My recent review of Giuseppe Tomasi Di Lampedusa's "The Leopard" generated this comment from reader Francesco Macri (FM) in which he mentions his own translation of the book. According to Macri, Archibald Colquhoun 's (AC) translation, the version I reviewed, does not quite capture the Sicilian nuances of Lampedusa's original writing. Upon my request, Mr. Macri has sent along his own translation of the two excerpts I have quoted in my review. I am posting the passages one after the other for readers to view - the AC translation is in italics.
'You're a gentleman, Chevalley, and I consider it a privilege to have met you; you are right in all you say; your only mistake was saying "the Sicilians must want to improve." I'll tell you a personal anecdote. Two or three days beforeGaribaldi entered Palermo I was introduced to some British naval officers from one of the warships then in harbour to keep an eye on things. They had heard, I don't know how, that I own a house down on the shore facing the sea, with a terrace on its roof from which can be seen the whole circle of hills around the city; they asked to visit this house of mine and look at the landscape where Garibaldini were said to be operating, as they could get no clear idea from their ships. In fact Garibaldi wasalready at Gibilrossa. They came to my house, I accompanied them up on to the roof; they were simple youths in spite of their reddish whiskers. They were ecstatic about the view, the vehemence of the light; they confessed, though, that they had been horrified at the squalor, decay, filth of the streets around. I didn't explain to them that one thing was derived from the other, as I have tried to with you. Then one of them asked me what those Italian volunteers were really coming to do in Sicily. "They are coming to teach us good manners!" I replied in English. "But they won't succeed, because we are gods."
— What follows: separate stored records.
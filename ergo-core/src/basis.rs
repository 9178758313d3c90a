use std::f64::consts::PI;

use thiserror::Error;

/// Errors that can occur when constructing a [`BasisSet`].
#[derive(Debug, Error, Clone, Copy, PartialEq, Eq)]
pub enum BasisError {
    #[error("basis resolution must be positive in every dimension")]
    ZeroResolution,
}

/// A finite family of cosine basis functions over the unit square.
///
/// Each basis function is indexed by a multi-index `k = [k1, k2]` and
/// evaluates to the separable product:
///
/// ```text
///   f_k(x) = cos(k1·π·x1) · cos(k2·π·x2)
/// ```
///
/// The family spans all multi-indices below a per-dimension resolution, and
/// each index carries a normalization constant `h_k = sqrt(∫ f_k²)` over the
/// unit square, which keeps coefficient magnitudes comparable across
/// frequencies.
///
/// Evaluation is intentionally unchecked: `f_k` is smooth and finite for any
/// real input, including points outside the unit square. Keeping it defined
/// everywhere lets gradient-based optimization rely on a boundary barrier
/// upstream instead of a hard domain check here.
#[derive(Debug, Clone, PartialEq)]
pub struct BasisSet {
    indices: Vec<[usize; 2]>,
    normalizations: Vec<f64>,
}

impl BasisSet {
    /// Creates the basis family for the given per-dimension resolution.
    ///
    /// A resolution of `[5, 5]` yields the 25 indices `[0..5] × [0..5]`.
    ///
    /// # Errors
    ///
    /// Returns [`BasisError::ZeroResolution`] if either dimension is zero.
    pub fn new(resolution: [usize; 2]) -> Result<Self, BasisError> {
        if resolution[0] == 0 || resolution[1] == 0 {
            return Err(BasisError::ZeroResolution);
        }

        let mut indices = Vec::with_capacity(resolution[0] * resolution[1]);
        let mut normalizations = Vec::with_capacity(indices.capacity());
        for k1 in 0..resolution[0] {
            for k2 in 0..resolution[1] {
                indices.push([k1, k2]);
                normalizations.push(normalization([k1, k2]));
            }
        }

        Ok(Self {
            indices,
            normalizations,
        })
    }

    /// The number of basis functions in the family.
    pub fn len(&self) -> usize {
        self.indices.len()
    }

    /// Returns `true` if the family is empty (never the case after `new`).
    pub fn is_empty(&self) -> bool {
        self.indices.is_empty()
    }

    /// The multi-indices in the family, in a fixed enumeration order.
    pub fn indices(&self) -> &[[usize; 2]] {
        &self.indices
    }

    /// Normalization constants aligned with [`Self::indices`].
    pub fn normalizations(&self) -> &[f64] {
        &self.normalizations
    }

    /// Evaluates `f_k` at a point in (or near) the unit square.
    pub fn evaluate(&self, x: [f64; 2], k: [usize; 2]) -> f64 {
        let k1 = k[0] as f64;
        let k2 = k[1] as f64;
        (k1 * PI * x[0]).cos() * (k2 * PI * x[1]).cos()
    }

    /// The analytic gradient of `f_k` with respect to `x`.
    pub fn gradient(&self, x: [f64; 2], k: [usize; 2]) -> [f64; 2] {
        let k1 = k[0] as f64;
        let k2 = k[1] as f64;
        let (s1, c1) = (k1 * PI * x[0]).sin_cos();
        let (s2, c2) = (k2 * PI * x[1]).sin_cos();
        [-k1 * PI * s1 * c2, -k2 * PI * c1 * s2]
    }
}

/// Closed-form `sqrt(∫ f_k²)` over the unit square.
///
/// Per dimension, `∫ cos²(k·π·x) dx` on `[0, 1]` is 1 for `k = 0` and 1/2
/// otherwise.
fn normalization(k: [usize; 2]) -> f64 {
    let integral: f64 = k
        .iter()
        .map(|&ki| if ki == 0 { 1.0 } else { 0.5 })
        .product();
    integral.sqrt()
}

#[cfg(test)]
mod tests {
    use super::*;

    use approx::assert_relative_eq;

    #[test]
    fn enumerates_full_resolution() {
        let basis = BasisSet::new([5, 5]).unwrap();
        assert_eq!(basis.len(), 25);
        assert_eq!(basis.indices()[0], [0, 0]);
        assert_eq!(basis.indices()[24], [4, 4]);
    }

    #[test]
    fn errors_on_zero_resolution() {
        assert_eq!(BasisSet::new([0, 5]), Err(BasisError::ZeroResolution));
        assert_eq!(BasisSet::new([5, 0]), Err(BasisError::ZeroResolution));
    }

    #[test]
    fn constant_mode_is_one_everywhere() {
        let basis = BasisSet::new([3, 3]).unwrap();
        for x in [[0.0, 0.0], [0.3, 0.7], [1.0, 1.0], [-0.2, 1.4]] {
            assert_relative_eq!(basis.evaluate(x, [0, 0]), 1.0);
        }
    }

    #[test]
    fn normalizations_are_positive_and_finite() {
        let basis = BasisSet::new([7, 4]).unwrap();
        for &h in basis.normalizations() {
            assert!(h > 0.0);
            assert!(h.is_finite());
        }
    }

    #[test]
    fn normalization_matches_closed_form() {
        let basis = BasisSet::new([2, 2]).unwrap();
        let h = |k: [usize; 2]| {
            let i = basis.indices().iter().position(|&idx| idx == k).unwrap();
            basis.normalizations()[i]
        };
        assert_relative_eq!(h([0, 0]), 1.0);
        assert_relative_eq!(h([1, 0]), 0.5f64.sqrt());
        assert_relative_eq!(h([1, 1]), 0.5);
    }

    #[test]
    fn gradient_matches_finite_differences() {
        let basis = BasisSet::new([4, 4]).unwrap();
        let x = [0.37, 0.81];
        let eps = 1e-6;
        for &k in basis.indices() {
            let grad = basis.gradient(x, k);
            let dx = (basis.evaluate([x[0] + eps, x[1]], k)
                - basis.evaluate([x[0] - eps, x[1]], k))
                / (2.0 * eps);
            let dy = (basis.evaluate([x[0], x[1] + eps], k)
                - basis.evaluate([x[0], x[1] - eps], k))
                / (2.0 * eps);
            assert_relative_eq!(grad[0], dx, epsilon = 1e-6);
            assert_relative_eq!(grad[1], dy, epsilon = 1e-6);
        }
    }

    #[test]
    fn defined_outside_the_unit_square() {
        let basis = BasisSet::new([3, 3]).unwrap();
        for &k in basis.indices() {
            assert!(basis.evaluate([-2.5, 3.1], k).is_finite());
            let grad = basis.gradient([-2.5, 3.1], k);
            assert!(grad[0].is_finite() && grad[1].is_finite());
        }
    }
}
'I don't think they understood, but they laughed and went off.That is my answer to you too, my dear Chevalley; the Sicilians never want to improve for the simple reason that they think themselves perfect; their vanity is stronger than their misery; every invasion by outsiders, whether so by origin or, if Sicilian, by independence of spirit, upsets their illusion of achieved perfection, risks disturbing their satisfied waiting for nothing; having been trampled on by a dozen different peoples, they think they have an imperial past which gives them a right to a grand funeral.
'Do you really think, Chevalley, that you are the first who has hoped to canalise Sicily into the flow of universal history? I wonder how many Moslem Imams, how many of King Roger’s knights, how many Swabian scribes, how many Angevin barons, how many jurists of the Most Catholic King have conceived the same fine folly; and how many Spanish viceroys too, how many of Charles III’s reforming functionaries! And who knows now what happened to them all! Sicily wanted to sleep in spite of their invocations; for why should she listen to them if she herself is rich, if she’s wise, if she’s civilized, if she’s honest, if she’s admired and envied by all, if, in a word, she is perfect? [AC]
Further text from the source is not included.